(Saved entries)
-------
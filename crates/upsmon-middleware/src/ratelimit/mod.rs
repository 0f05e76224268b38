pub mod limiter;
pub mod middleware;
pub mod strategy;
pub mod token_bucket;

pub use limiter::RateLimiter;
pub use middleware::{client_key, rate_limit_middleware};
pub use strategy::RateLimitStrategy;
pub use token_bucket::TokenBucket;
use metrics::{counter, describe_counter};

/// 注册指标说明，exporter 安装后调用一次
pub fn describe_metrics() {
    describe_counter!(
        "upsmon_ingest_total",
        "Accepted telemetry payloads, labelled by kind (measurement or error)"
    );
    describe_counter!(
        "upsmon_ingest_rejected_total",
        "Rejected telemetry payloads, labelled by reason"
    );
    describe_counter!(
        "upsmon_rate_limited_total",
        "Requests refused by the ingest rate limiter"
    );
}

pub fn record_ingested(kind: &'static str) {
    counter!("upsmon_ingest_total", 1, "kind" => kind);
}

pub fn record_rejected(reason: &'static str) {
    counter!("upsmon_ingest_rejected_total", 1, "reason" => reason);
}
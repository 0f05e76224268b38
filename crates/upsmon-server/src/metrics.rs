use metrics_exporter_prometheus::PrometheusBuilder;
use std::net::SocketAddr;

/// 初始化 Prometheus metrics exporter
pub fn init_metrics(addr: SocketAddr) -> anyhow::Result<()> {
    PrometheusBuilder::new()
        .with_http_listener(addr)
        .install()
        .map_err(|e| anyhow::anyhow!("Failed to install Prometheus exporter: {}", e))?;

    upsmon_api::metrics::describe_metrics();

    tracing::info!("Metrics exporter started on http://{}/metrics", addr);
    Ok(())
}
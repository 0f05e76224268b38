use crate::{
    error::{ApiError, Result},
    metrics::{record_ingested, record_rejected},
    models::IngestResponse,
    state::AppState,
};
use axum::{extract::rejection::JsonRejection, extract::State, Json};
use serde_json::Value;
use tracing::{debug, warn};
use upsmon_device::RawPayload;

/// 接收设备上报（测量数据或错误上报）
pub async fn ingest(
    State(state): State<AppState>,
    body: std::result::Result<Json<Value>, JsonRejection>,
) -> Result<Json<IngestResponse>> {
    let Json(value) = body.map_err(|rejection| {
        warn!(error = %rejection, "Malformed ingest body");
        record_rejected("malformed");
        ApiError::BadRequest(rejection.body_text())
    })?;

    let payload = RawPayload::from_value(value).map_err(|e| {
        record_rejected("malformed");
        ApiError::from(e)
    })?;

    let receipt = state.manager.ingest(&payload).await.map_err(|e| {
        if e.is_client_error() {
            record_rejected("validation");
        } else {
            record_rejected("storage");
        }
        ApiError::from(e)
    })?;

    record_ingested(receipt.kind);
    debug!(device_id = %receipt.device_id, kind = receipt.kind, "Ingest accepted");

    let message = if receipt.is_error_report() {
        "Error data received"
    } else {
        "Data received"
    };

    Ok(Json(IngestResponse {
        success: true,
        message: message.to_string(),
        device_id: receipt.device_id,
    }))
}
pub mod db;
pub mod device_types;
pub mod error;
pub mod handler;
pub mod manager;
pub mod model;
pub mod payload;
pub mod pipeline;
pub mod store;

pub use db::{device, error_report, measurement, setup_schema, warning};
pub use device_types::{DeviceTypeDescriptor, DeviceTypeRegistry};
pub use error::{DeviceError, Result};
pub use handler::{DeviceHandler, ErrorReporter, FallbackHandler, UpsHandler};
pub use manager::{IngestReceipt, TelemetryManager};
pub use model::{
    Device, DeviceMetadata, DeviceType, ErrorQuery, ErrorRecord, HistoryQuery, Measurement,
    MeasurementStatus, NormalizedError, NormalizedMeasurement, Severity, WarningQuery,
    WarningRecord,
};
pub use payload::RawPayload;
pub use pipeline::{Pipeline, Processed};
pub use store::{ErrorStats, MeasurementStats, Overview, Persisted, TelemetryStore};
use std::sync::Arc;
use upsmon_device::TelemetryManager;
use upsmon_middleware::{ApiKeyAuth, BearerAuth, RateLimiter};

/// API 应用状态
#[derive(Clone)]
pub struct AppState {
    /// 遥测管理器
    pub manager: Arc<TelemetryManager>,

    /// 设备上报的 API Key
    pub api_key: Arc<ApiKeyAuth>,

    /// 查询接口的 Bearer Token（未配置时不校验）
    pub dashboard_auth: Arc<BearerAuth>,

    /// 上报接口限流，None 表示关闭
    pub rate_limiter: Option<RateLimiter>,

    /// 允许跨域访问的前端地址
    pub cors_origin: Option<String>,
}

impl AppState {
    /// 创建新的应用状态
    pub fn new(manager: Arc<TelemetryManager>, api_key: impl Into<String>) -> Self {
        Self {
            manager,
            api_key: Arc::new(ApiKeyAuth::new(api_key)),
            dashboard_auth: Arc::new(BearerAuth::default()),
            rate_limiter: None,
            cors_origin: None,
        }
    }

    pub fn with_dashboard_token(mut self, token: Option<String>) -> Self {
        self.dashboard_auth = Arc::new(BearerAuth::new(token));
        self
    }

    pub fn with_rate_limiter(mut self, limiter: RateLimiter) -> Self {
        self.rate_limiter = Some(limiter);
        self
    }

    pub fn with_cors_origin(mut self, origin: impl Into<String>) -> Self {
        self.cors_origin = Some(origin.into());
        self
    }
}
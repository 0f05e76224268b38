use crate::payload::RawPayload;
use crate::{DeviceError, Result};
use chrono::{DateTime, Utc};
use serde::{Deserialize, Serialize};
use serde_json::Value;
use std::fmt;
use std::str::FromStr;

/// 设备类型标签
#[derive(Debug, Clone, PartialEq, Eq, Hash, PartialOrd, Ord)]
pub enum DeviceType {
    /// 不间断电源
    Ups,
    /// 无法识别的设备
    Unknown,
    /// 通过配置注册的其他类型
    Custom(String),
}

impl DeviceType {
    pub fn as_str(&self) -> &str {
        match self {
            DeviceType::Ups => "UPS",
            DeviceType::Unknown => "UNKNOWN",
            DeviceType::Custom(s) => s.as_str(),
        }
    }

    pub fn from_tag(s: &str) -> Self {
        match s {
            "UPS" => DeviceType::Ups,
            "UNKNOWN" => DeviceType::Unknown,
            _ => DeviceType::Custom(s.to_string()),
        }
    }

    pub fn is_unknown(&self) -> bool {
        matches!(self, DeviceType::Unknown)
    }
}

impl fmt::Display for DeviceType {
    fn fmt(&self, f: &mut fmt::Formatter<'_>) -> fmt::Result {
        f.write_str(self.as_str())
    }
}

impl Serialize for DeviceType {
    fn serialize<S: serde::Serializer>(&self, serializer: S) -> std::result::Result<S::Ok, S::Error> {
        serializer.serialize_str(self.as_str())
    }
}

impl<'de> Deserialize<'de> for DeviceType {
    fn deserialize<D: serde::Deserializer<'de>>(deserializer: D) -> std::result::Result<Self, D::Error> {
        let tag = String::deserialize(deserializer)?;
        Ok(DeviceType::from_tag(&tag))
    }
}

/// 测量状态
#[derive(Debug, Clone, Copy, PartialEq, Eq, Hash, PartialOrd, Ord, Serialize, Deserialize)]
#[serde(rename_all = "lowercase")]
pub enum MeasurementStatus {
    Ok,
    Warning,
    Error,
    Critical,
}

impl MeasurementStatus {
    pub const ALL: [MeasurementStatus; 4] = [
        MeasurementStatus::Ok,
        MeasurementStatus::Warning,
        MeasurementStatus::Error,
        MeasurementStatus::Critical,
    ];

    pub fn as_str(&self) -> &'static str {
        match self {
            MeasurementStatus::Ok => "ok",
            MeasurementStatus::Warning => "warning",
            MeasurementStatus::Error => "error",
            MeasurementStatus::Critical => "critical",
        }
    }
}

impl FromStr for MeasurementStatus {
    type Err = DeviceError;

    fn from_str(s: &str) -> Result<Self> {
        match s {
            "ok" => Ok(MeasurementStatus::Ok),
            "warning" => Ok(MeasurementStatus::Warning),
            "error" => Ok(MeasurementStatus::Error),
            "critical" => Ok(MeasurementStatus::Critical),
            other => Err(DeviceError::validation(format!("Invalid status: {}", other))),
        }
    }
}

impl fmt::Display for MeasurementStatus {
    fn fmt(&self, f: &mut fmt::Formatter<'_>) -> fmt::Result {
        f.write_str(self.as_str())
    }
}

/// 错误严重级别
#[derive(Debug, Clone, Copy, PartialEq, Eq, Hash, Serialize, Deserialize)]
#[serde(rename_all = "lowercase")]
pub enum Severity {
    Info,
    Warning,
    Error,
    Critical,
}

impl Severity {
    pub fn as_str(&self) -> &'static str {
        match self {
            Severity::Info => "info",
            Severity::Warning => "warning",
            Severity::Error => "error",
            Severity::Critical => "critical",
        }
    }
}

impl FromStr for Severity {
    type Err = DeviceError;

    fn from_str(s: &str) -> Result<Self> {
        match s {
            "info" => Ok(Severity::Info),
            "warning" => Ok(Severity::Warning),
            "error" => Ok(Severity::Error),
            "critical" => Ok(Severity::Critical),
            other => Err(DeviceError::format(format!("Invalid severity: {}", other))),
        }
    }
}

impl fmt::Display for Severity {
    fn fmt(&self, f: &mut fmt::Formatter<'_>) -> fmt::Result {
        f.write_str(self.as_str())
    }
}

/// 规范化后的测量记录
#[derive(Debug, Clone, PartialEq, Serialize, Deserialize)]
pub struct NormalizedMeasurement {
    pub device_id: String,
    /// 设备端时间戳（毫秒）
    pub timestamp: i64,
    pub status: MeasurementStatus,
    pub data_valid: bool,
    /// 设备相关的嵌套数据，原样保存
    pub data: Value,
}

/// 规范化后的错误上报
#[derive(Debug, Clone, PartialEq, Serialize, Deserialize)]
pub struct NormalizedError {
    pub device_id: String,
    pub timestamp: i64,
    pub severity: Severity,
    pub category: String,
    pub message: String,
    pub error_stats: Option<Value>,
    pub sensor_data: Option<Value>,
}

/// 设备信息
#[derive(Debug, Clone, Serialize, Deserialize)]
pub struct Device {
    /// 设备 ID（由设备自行上报）
    pub device_id: String,

    /// 设备类型
    pub device_type: DeviceType,

    pub name: Option<String>,
    pub location: Option<String>,
    pub model: Option<String>,
    pub firmware_version: Option<String>,
    pub config: Option<Value>,

    /// 最后上报时间
    pub last_seen: DateTime<Utc>,

    /// 首次上报时间
    pub created_at: DateTime<Utc>,
}

/// 设备元数据（upsert 时只覆盖提供的字段）
#[derive(Debug, Clone, Default, PartialEq, Serialize, Deserialize)]
pub struct DeviceMetadata {
    pub name: Option<String>,
    pub location: Option<String>,
    pub model: Option<String>,
    pub firmware_version: Option<String>,
    pub config: Option<Value>,
}

impl DeviceMetadata {
    /// 从上报数据中提取可选的元数据字段
    pub fn from_payload(payload: &RawPayload) -> Self {
        let text = |key: &str| {
            payload
                .str_field(key)
                .filter(|s| !s.is_empty())
                .map(str::to_string)
        };
        Self {
            name: text("name"),
            location: text("location"),
            model: text("model"),
            firmware_version: text("firmware_version"),
            config: payload.get("config").filter(|v| v.is_object()).cloned(),
        }
    }

    pub fn is_empty(&self) -> bool {
        self.name.is_none()
            && self.location.is_none()
            && self.model.is_none()
            && self.firmware_version.is_none()
            && self.config.is_none()
    }

    /// 将提供的字段合并进已有设备
    pub fn apply_to(&self, device: &mut Device) {
        if let Some(name) = &self.name {
            device.name = Some(name.clone());
        }
        if let Some(location) = &self.location {
            device.location = Some(location.clone());
        }
        if let Some(model) = &self.model {
            device.model = Some(model.clone());
        }
        if let Some(firmware) = &self.firmware_version {
            device.firmware_version = Some(firmware.clone());
        }
        if let Some(config) = &self.config {
            device.config = Some(config.clone());
        }
    }
}

/// 已存储的测量记录
#[derive(Debug, Clone, Serialize, Deserialize)]
pub struct Measurement {
    pub id: i64,
    pub device_id: String,
    pub timestamp: i64,
    pub status: MeasurementStatus,
    pub data_valid: bool,
    pub data: Value,
    pub created_at: DateTime<Utc>,
}

/// 已存储的错误记录
#[derive(Debug, Clone, Serialize, Deserialize)]
pub struct ErrorRecord {
    pub id: i64,
    pub device_id: String,
    pub timestamp: i64,
    pub severity: Severity,
    pub category: String,
    pub message: String,
    pub error_stats: Option<Value>,
    pub sensor_data: Option<Value>,
    pub created_at: DateTime<Utc>,
}

/// 已存储的告警
#[derive(Debug, Clone, Serialize, Deserialize)]
pub struct WarningRecord {
    pub id: i64,
    pub device_id: String,
    pub timestamp: i64,
    pub message: String,
    pub resolved: bool,
    pub created_at: DateTime<Utc>,
}

/// 历史数据查询条件
#[derive(Debug, Clone, Serialize, Deserialize)]
pub struct HistoryQuery {
    pub from: Option<i64>,
    pub to: Option<i64>,
    pub limit: u64,
}

impl Default for HistoryQuery {
    fn default() -> Self {
        Self {
            from: None,
            to: None,
            limit: 1000,
        }
    }
}

/// 错误查询条件
#[derive(Debug, Clone, Serialize, Deserialize)]
pub struct ErrorQuery {
    pub severity: Option<Severity>,
    pub limit: u64,
}

impl Default for ErrorQuery {
    fn default() -> Self {
        Self {
            severity: None,
            limit: 100,
        }
    }
}

/// 告警查询条件
#[derive(Debug, Clone, Serialize, Deserialize)]
pub struct WarningQuery {
    pub resolved: Option<bool>,
    pub limit: u64,
}

impl Default for WarningQuery {
    fn default() -> Self {
        Self {
            resolved: None,
            limit: 100,
        }
    }
}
-------
◆ **YOUR GOAL**
Filter the entries and copy out every line with the word "other".

◆ **RESPONSE BELOW**
            other => Err(DeviceError::validation(format!("Invalid status: {}", other))),
            other => Err(DeviceError::format(format!("Invalid severity: {}", other))),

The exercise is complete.